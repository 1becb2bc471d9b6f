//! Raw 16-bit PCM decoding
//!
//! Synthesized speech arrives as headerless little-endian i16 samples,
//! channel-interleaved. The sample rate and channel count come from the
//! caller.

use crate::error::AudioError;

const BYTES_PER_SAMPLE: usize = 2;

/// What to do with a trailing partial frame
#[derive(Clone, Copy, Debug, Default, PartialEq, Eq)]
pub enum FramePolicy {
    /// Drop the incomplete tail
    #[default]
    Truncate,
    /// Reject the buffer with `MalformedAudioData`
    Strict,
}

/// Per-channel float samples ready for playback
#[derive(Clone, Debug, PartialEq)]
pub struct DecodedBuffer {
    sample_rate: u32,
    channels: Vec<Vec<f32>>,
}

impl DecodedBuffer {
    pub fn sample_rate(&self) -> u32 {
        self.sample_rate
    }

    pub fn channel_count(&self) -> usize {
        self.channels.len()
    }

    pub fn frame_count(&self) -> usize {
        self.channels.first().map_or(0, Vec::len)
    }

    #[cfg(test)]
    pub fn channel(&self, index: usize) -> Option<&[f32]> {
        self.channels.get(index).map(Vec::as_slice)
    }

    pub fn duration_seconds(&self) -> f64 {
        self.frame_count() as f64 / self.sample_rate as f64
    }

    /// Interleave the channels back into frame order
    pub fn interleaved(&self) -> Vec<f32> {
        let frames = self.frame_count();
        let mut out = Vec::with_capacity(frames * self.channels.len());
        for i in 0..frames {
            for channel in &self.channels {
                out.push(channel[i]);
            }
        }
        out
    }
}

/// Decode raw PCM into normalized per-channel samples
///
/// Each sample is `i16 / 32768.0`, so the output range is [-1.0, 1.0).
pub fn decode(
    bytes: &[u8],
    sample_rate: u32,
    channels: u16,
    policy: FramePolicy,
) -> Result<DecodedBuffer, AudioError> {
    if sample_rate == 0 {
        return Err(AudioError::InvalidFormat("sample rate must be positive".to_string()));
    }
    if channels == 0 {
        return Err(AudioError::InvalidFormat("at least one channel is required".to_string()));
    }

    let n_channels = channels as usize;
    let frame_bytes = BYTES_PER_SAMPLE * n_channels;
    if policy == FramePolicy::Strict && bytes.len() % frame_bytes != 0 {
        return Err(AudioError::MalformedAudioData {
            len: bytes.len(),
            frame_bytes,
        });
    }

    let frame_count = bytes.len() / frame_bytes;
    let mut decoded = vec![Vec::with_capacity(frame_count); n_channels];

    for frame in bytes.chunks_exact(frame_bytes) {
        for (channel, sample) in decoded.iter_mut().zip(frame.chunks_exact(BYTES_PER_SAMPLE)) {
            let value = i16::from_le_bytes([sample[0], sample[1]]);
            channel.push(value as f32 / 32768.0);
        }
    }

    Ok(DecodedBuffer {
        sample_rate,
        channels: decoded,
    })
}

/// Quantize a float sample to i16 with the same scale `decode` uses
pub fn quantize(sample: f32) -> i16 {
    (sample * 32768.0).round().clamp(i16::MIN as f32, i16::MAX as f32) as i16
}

■ ■ ■ ■ ■ ■ ■

- ABOUT THIS EXERCISE: Take every line above that includes "value" and list it.

- RESPONSE TO THIS EXERCISE:
            let value = i16::from_le_bytes([sample[0], sample[1]]);
            channel.push(value as f32 / 32768.0);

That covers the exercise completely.